• **Try it**
In the listing below, count the lines containing the string "super" and state only the number.

• **Information shown**

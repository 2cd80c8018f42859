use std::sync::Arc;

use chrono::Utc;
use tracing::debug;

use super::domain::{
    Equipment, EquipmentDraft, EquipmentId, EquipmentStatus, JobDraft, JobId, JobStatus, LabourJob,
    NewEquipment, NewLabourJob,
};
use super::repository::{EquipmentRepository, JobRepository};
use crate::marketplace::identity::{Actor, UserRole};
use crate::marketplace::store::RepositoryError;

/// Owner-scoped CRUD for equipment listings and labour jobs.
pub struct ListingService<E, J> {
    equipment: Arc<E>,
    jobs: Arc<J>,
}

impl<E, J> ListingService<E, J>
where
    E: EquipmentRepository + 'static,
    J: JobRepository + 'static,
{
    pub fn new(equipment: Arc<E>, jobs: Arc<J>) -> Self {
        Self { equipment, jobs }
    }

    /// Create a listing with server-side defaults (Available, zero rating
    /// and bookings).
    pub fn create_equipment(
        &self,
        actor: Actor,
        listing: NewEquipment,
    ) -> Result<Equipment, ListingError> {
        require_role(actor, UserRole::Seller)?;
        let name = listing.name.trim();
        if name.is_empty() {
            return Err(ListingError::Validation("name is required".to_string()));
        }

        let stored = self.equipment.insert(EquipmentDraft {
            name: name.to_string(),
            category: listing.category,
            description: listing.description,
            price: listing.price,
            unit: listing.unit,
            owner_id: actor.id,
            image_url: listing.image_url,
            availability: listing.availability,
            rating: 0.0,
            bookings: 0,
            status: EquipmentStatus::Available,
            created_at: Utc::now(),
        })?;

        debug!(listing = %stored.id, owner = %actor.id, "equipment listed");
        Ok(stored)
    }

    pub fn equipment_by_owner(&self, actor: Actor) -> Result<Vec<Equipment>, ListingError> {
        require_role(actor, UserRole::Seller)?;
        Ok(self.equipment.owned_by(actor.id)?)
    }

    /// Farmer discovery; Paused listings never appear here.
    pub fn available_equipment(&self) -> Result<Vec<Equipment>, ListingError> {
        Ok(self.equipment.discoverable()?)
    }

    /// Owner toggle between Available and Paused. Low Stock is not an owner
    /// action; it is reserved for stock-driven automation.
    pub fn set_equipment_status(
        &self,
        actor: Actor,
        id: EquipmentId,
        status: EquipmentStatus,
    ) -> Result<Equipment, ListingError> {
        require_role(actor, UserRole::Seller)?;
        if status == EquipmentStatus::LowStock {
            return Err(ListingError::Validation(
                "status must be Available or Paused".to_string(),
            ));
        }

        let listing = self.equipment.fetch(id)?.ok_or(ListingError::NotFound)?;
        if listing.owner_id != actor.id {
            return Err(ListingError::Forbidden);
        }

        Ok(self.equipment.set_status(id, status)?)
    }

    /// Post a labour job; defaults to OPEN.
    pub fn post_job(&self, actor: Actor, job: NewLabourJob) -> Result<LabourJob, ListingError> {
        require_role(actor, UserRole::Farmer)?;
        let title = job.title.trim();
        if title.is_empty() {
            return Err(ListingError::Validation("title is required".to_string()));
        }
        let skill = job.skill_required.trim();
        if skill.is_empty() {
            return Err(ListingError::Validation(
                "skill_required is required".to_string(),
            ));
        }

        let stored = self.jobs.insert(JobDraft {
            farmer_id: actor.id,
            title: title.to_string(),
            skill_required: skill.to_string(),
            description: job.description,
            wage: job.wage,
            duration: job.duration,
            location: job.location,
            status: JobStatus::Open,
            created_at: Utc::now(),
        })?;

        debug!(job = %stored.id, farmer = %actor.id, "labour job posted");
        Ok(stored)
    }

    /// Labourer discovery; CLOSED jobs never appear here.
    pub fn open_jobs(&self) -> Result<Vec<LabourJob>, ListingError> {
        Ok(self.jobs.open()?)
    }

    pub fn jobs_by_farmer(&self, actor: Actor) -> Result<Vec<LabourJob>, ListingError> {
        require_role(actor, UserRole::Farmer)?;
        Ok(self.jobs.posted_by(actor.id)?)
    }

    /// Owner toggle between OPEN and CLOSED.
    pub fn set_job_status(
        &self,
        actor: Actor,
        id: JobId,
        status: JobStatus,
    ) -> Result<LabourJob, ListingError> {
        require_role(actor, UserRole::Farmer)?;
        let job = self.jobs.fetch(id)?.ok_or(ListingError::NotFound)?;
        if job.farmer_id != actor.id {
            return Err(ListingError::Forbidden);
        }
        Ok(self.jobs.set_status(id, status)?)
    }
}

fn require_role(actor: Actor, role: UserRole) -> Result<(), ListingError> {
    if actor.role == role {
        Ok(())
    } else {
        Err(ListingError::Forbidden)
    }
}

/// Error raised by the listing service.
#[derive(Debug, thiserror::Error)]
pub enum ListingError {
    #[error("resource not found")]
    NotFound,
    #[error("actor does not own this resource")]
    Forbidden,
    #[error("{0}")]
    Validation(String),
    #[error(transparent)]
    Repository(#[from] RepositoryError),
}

• **Output of the task**
2